There appears to be no rule in the HTML serialization spec that says empty <div>, <p>, or <script> elements should be serialized as <div></div>, <p></p>, etc, rather than <p/> or <div/>.
There isn't even a fallback rule, as there was in XSLT 1.0, that says "do what the HTML specification says."
Should tackle this either with a specific rule about serializing these empty (but not EMPTY) elements, or with a general rule that says elements in no namespace should be serialized in accordance with the rules of the HTML specification whenever possible.
A few general comments: I agree that the Serialization recommendation needs to be at least slightly more prescriptive about the requirements it places on a serializer with respect to the HTML output method. We took care to ensure that a serializer was not required to serialize valid HTML if presented with a result tree that could not be serialized as valid HTML - but in doing so, we forgot to say that if it was possible to serialize the result as valid HTML, the serializer should do so.
Having said that, I want to point out that the second item of section 4 of the Serialization recommendation states that the markup generation phase of serialization produces start and end element tags for the XML, HTML and XHTML output methods, but it only produces empty element tags for the HTML output method. That should make it clear that a P element or a DIV element with empty content should be serialized as <P></P> and <DIV></DIV> respectively (or <P> and <DIV>, if the context allows the end tag to be omitted), and never as <P/> or <DIV/>.

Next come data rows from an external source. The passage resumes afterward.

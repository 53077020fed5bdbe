//! CLI subcommand implementations.

pub mod account;
pub mod browse;
pub mod classes;
pub mod contests;
pub mod courses;
pub mod practice;
pub mod search;

use std::sync::Arc;

use anyhow::{bail, Result};
use clap::Args;
use codelearn_lib::validation;
use codelearn_lib::{
    ListConfig, ListController, ListFilter, ListKind, ListQueryState, ListView, Location,
    MemoryLocation, PageSource, QueryString,
};
use serde::Serialize;

use crate::output::{print_view, OutputFormat};

/// Paging flags shared by every list command.
#[derive(Args)]
pub struct PageArgs {
    /// Page number
    #[arg(long, default_value = "1")]
    pub page: u32,

    /// Results per page (defaults to the list's own size)
    #[arg(long)]
    pub page_size: Option<u32>,

    /// Raw query string, as in a shared link (e.g. "page=2&difficulty=hard").
    /// Overrides the other flags.
    #[arg(long)]
    pub query: Option<String>,
}

impl PageArgs {
    pub fn list_config(&self, kind: ListKind) -> Result<ListConfig> {
        match self.page_size {
            Some(size) => Ok(ListConfig::new(kind, validation::validate_page_size(size)?)),
            None => Ok(ListConfig::from_env(kind)),
        }
    }

    /// The URL the list opens at: `--query` verbatim, else page and filter.
    pub fn location<F: ListFilter>(&self, filter: F) -> QueryString {
        match &self.query {
            Some(raw) => QueryString::parse(raw),
            None => ListQueryState::new(self.page, filter).to_query(),
        }
    }
}

/// Loads the list once at `query` and prints it.
pub async fn show_list<S>(
    source: S,
    config: ListConfig,
    query: QueryString,
    format: OutputFormat,
    print_table: fn(&[S::Item]),
) -> Result<()>
where
    S: PageSource,
    S::Item: Serialize,
{
    let location: Arc<dyn Location> = Arc::new(MemoryLocation::new(query));
    let controller = ListController::new(source, location, config);
    controller.sync().await;

    let view = controller.view();
    if let ListView::Failed(message) = &view {
        bail!("{}", message);
    }
    print_view(config, &view, format, print_table);
    Ok(())
}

However, it's probably a bit hard to spot there. I would like to propose the following changes:
At the end of the third paragraph of section 7 of the Serialization recommendation, add the following sentence: "If the result tree is valid HTML, the serializer MUST serialize the result in a way that conforms with the version HTML specified by the version serialization parameter."
After the second paragraph of section 7.1, add the following note: "Note: The markup generation phase of serialization only creates start tags and end tags for the HTML output method, never XML-style empty element tags. As such, a serializer MUST serialize an HTML element that has no children, but whose content model is not empty, using a pair of adjacent start and end element tags, or as a solitary start tag if the permitted by the context."
At their joint teleconference of 2009-08-25, the XQuery and XSL working groups agreed to make the changes proposed by comment #1, with editorial correction of typographical errors in the proposal. As there were few members of the XSL WG present for the call, I will raise this issue separately in an XSL WG call, to ensure there are no objections to this decision.
At its teleconference of 2009-11-12, the XSL WG ratified the decision described in comment #2. This will be Serialization erratum SE.E13.
Michael, you were present at both calls where this was decided, so I assume the decision is acceptable to you. However, I will leave it to you to decide whether to close the bug or check with Matthias Branter that the resolution is acceptable to him.
As it's been seven months since the bug was resolved, I am assuming that Matthias accepts the resolution.